ABOUT THIS TASK: Across the whole listing, filter for the string "move" and copy every line that has it.

INPUT DATA:
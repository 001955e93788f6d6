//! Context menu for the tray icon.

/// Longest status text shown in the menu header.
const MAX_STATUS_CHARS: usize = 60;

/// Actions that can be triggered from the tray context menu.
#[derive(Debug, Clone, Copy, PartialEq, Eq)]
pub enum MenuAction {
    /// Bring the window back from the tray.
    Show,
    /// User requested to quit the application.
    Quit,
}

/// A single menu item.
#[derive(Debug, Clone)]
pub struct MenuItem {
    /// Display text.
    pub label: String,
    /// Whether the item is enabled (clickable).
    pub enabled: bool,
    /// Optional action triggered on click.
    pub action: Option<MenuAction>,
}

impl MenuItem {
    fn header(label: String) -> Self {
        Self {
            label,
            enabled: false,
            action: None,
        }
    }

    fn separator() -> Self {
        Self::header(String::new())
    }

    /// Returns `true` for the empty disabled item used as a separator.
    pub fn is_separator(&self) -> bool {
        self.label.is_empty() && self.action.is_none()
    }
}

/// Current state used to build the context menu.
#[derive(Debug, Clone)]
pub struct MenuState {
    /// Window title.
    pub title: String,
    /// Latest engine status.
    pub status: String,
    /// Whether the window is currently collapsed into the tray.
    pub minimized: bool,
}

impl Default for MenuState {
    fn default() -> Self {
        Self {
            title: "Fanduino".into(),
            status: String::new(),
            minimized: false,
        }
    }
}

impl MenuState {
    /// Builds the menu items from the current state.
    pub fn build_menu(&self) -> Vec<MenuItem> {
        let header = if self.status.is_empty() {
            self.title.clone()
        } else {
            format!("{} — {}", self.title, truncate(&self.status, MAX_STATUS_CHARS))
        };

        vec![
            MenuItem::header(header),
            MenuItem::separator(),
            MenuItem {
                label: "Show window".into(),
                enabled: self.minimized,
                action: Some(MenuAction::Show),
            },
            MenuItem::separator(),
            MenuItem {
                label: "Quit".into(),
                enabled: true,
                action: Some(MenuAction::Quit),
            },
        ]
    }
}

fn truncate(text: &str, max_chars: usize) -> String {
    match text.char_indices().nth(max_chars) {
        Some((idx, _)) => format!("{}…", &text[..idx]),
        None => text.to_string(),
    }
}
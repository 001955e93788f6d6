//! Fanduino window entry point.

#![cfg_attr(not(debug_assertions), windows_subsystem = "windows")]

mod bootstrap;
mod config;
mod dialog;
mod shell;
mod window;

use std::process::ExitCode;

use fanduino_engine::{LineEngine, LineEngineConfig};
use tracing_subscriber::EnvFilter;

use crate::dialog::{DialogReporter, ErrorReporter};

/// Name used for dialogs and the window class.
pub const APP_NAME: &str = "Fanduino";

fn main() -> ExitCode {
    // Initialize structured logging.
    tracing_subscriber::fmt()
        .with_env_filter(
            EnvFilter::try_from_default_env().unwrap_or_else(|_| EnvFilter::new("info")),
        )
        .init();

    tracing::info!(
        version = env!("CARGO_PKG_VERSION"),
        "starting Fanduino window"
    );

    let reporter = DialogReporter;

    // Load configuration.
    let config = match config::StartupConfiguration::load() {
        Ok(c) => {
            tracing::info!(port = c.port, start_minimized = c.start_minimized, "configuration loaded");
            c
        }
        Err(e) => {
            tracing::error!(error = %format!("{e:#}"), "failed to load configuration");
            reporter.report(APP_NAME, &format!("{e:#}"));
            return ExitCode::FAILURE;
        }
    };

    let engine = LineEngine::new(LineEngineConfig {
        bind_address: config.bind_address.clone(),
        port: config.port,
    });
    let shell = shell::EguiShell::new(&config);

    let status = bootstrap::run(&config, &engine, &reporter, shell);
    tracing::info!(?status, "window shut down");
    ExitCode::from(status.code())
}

* * *

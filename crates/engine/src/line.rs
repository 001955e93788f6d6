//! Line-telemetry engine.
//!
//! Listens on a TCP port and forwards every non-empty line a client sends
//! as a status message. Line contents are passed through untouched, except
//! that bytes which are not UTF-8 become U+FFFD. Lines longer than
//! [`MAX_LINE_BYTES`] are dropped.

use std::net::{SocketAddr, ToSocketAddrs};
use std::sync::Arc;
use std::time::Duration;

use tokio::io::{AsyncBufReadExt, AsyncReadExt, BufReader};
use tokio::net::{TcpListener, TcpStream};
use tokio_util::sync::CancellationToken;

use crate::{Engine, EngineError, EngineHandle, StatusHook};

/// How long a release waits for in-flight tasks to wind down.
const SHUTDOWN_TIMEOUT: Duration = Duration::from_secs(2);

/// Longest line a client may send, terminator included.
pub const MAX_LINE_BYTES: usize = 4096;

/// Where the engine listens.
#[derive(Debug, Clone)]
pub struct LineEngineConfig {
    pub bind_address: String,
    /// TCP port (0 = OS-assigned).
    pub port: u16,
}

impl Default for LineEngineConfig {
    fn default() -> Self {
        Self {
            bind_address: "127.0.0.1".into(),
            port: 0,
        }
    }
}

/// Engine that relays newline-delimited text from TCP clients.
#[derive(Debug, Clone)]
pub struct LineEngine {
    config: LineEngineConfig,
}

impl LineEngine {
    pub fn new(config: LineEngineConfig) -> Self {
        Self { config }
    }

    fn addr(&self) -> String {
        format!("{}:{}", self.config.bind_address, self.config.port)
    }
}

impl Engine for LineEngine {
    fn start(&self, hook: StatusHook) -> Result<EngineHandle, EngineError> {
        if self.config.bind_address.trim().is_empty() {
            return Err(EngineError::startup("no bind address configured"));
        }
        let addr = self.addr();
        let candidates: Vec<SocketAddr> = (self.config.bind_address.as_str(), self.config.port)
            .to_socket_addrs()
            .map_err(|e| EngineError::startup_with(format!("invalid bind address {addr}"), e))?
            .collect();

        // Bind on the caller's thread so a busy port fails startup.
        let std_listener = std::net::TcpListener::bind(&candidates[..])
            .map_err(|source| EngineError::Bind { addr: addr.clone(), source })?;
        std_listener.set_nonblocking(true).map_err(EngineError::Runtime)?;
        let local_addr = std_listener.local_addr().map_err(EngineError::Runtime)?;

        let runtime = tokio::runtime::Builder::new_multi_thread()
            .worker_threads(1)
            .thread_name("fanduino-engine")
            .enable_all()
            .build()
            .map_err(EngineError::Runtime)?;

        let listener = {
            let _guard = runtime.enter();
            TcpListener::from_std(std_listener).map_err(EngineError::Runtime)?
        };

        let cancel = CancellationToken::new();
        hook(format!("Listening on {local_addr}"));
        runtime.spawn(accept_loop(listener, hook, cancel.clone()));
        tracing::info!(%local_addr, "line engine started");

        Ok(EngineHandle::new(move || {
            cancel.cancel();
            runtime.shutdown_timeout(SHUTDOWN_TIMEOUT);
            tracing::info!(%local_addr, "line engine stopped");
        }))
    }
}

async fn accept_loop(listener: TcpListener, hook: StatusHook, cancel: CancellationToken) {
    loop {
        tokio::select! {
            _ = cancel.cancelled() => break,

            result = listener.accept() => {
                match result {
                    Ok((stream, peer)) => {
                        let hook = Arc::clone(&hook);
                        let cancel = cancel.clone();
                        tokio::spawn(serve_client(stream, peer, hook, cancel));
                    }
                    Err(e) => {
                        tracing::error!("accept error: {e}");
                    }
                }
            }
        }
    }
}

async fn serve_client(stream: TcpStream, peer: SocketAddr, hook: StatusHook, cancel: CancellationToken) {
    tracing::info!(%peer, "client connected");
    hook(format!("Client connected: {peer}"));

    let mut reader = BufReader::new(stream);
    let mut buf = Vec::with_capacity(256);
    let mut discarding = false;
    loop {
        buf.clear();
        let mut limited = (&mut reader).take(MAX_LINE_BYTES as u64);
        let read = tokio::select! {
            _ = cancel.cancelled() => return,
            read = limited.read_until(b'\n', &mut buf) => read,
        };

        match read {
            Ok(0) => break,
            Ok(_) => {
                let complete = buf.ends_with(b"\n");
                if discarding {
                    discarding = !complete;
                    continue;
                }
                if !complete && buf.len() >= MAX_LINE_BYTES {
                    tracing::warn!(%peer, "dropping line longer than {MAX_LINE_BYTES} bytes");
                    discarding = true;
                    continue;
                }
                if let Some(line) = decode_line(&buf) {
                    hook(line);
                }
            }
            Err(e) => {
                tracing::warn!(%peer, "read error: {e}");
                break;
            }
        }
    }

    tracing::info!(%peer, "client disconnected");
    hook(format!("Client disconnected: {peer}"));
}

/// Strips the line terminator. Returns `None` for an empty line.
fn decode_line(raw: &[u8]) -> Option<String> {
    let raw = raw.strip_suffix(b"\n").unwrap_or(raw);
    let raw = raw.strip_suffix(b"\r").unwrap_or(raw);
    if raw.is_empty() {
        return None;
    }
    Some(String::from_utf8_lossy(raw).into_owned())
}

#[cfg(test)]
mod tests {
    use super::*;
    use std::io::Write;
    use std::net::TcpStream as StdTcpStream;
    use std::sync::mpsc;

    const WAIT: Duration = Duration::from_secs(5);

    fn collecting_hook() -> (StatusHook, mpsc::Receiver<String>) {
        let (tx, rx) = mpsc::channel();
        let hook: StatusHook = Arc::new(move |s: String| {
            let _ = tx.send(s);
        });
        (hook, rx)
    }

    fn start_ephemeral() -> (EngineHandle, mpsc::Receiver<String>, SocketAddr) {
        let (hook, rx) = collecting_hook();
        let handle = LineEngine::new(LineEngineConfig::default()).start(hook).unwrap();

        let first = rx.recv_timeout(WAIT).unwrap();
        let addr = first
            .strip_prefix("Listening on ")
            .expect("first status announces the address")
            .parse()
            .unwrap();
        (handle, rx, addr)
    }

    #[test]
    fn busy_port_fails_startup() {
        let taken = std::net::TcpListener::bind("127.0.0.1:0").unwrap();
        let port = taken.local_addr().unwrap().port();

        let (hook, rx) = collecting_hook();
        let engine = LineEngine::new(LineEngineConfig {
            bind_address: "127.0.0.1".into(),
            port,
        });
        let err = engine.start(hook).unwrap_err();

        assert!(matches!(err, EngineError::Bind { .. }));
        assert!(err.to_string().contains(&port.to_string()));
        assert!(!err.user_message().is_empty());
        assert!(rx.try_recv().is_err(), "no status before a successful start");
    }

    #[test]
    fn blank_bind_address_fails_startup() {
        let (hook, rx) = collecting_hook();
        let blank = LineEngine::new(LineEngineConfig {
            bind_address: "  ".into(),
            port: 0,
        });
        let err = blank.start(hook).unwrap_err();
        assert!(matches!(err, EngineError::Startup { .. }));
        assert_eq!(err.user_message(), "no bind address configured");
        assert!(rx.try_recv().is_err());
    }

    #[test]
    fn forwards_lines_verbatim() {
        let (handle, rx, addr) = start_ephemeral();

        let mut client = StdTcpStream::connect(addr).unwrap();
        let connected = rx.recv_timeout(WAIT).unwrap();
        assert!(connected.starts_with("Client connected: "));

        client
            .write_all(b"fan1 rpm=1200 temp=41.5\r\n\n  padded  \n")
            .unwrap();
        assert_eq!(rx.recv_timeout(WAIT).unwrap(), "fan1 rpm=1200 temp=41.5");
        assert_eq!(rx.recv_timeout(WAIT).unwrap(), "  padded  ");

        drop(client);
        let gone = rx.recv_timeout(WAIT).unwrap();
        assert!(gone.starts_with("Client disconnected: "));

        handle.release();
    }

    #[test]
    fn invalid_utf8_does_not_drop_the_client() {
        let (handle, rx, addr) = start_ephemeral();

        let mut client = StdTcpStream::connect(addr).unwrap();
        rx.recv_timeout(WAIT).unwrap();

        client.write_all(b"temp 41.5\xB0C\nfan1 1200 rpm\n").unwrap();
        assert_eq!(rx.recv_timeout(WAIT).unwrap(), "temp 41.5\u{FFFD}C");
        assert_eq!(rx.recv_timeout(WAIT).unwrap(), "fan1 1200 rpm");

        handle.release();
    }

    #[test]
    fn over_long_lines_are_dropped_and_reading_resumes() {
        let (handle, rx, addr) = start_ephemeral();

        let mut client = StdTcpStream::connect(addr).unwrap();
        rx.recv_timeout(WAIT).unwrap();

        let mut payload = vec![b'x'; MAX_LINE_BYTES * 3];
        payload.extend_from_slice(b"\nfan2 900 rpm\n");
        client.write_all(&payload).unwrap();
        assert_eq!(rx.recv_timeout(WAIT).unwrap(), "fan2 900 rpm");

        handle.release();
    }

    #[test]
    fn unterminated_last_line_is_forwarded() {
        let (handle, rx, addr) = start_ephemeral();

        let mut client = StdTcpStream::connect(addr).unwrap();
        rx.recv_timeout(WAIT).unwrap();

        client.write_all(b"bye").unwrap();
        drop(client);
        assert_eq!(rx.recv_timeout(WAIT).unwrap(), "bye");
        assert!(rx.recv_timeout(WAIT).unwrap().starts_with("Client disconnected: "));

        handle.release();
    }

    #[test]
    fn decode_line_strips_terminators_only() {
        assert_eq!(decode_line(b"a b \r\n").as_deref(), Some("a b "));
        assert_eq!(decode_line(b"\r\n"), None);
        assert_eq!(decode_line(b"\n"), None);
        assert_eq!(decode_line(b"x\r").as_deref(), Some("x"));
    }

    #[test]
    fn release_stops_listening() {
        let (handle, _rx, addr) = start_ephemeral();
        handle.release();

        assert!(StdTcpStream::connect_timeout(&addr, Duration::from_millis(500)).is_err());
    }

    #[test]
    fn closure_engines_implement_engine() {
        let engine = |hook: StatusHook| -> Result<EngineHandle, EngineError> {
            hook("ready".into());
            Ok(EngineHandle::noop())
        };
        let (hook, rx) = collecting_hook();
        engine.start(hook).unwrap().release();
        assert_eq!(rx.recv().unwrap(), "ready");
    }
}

WRITTEN SOLUTION:
        Ok(EngineHandle::new(move || {
        let hook: StatusHook = Arc::new(move |s: String| {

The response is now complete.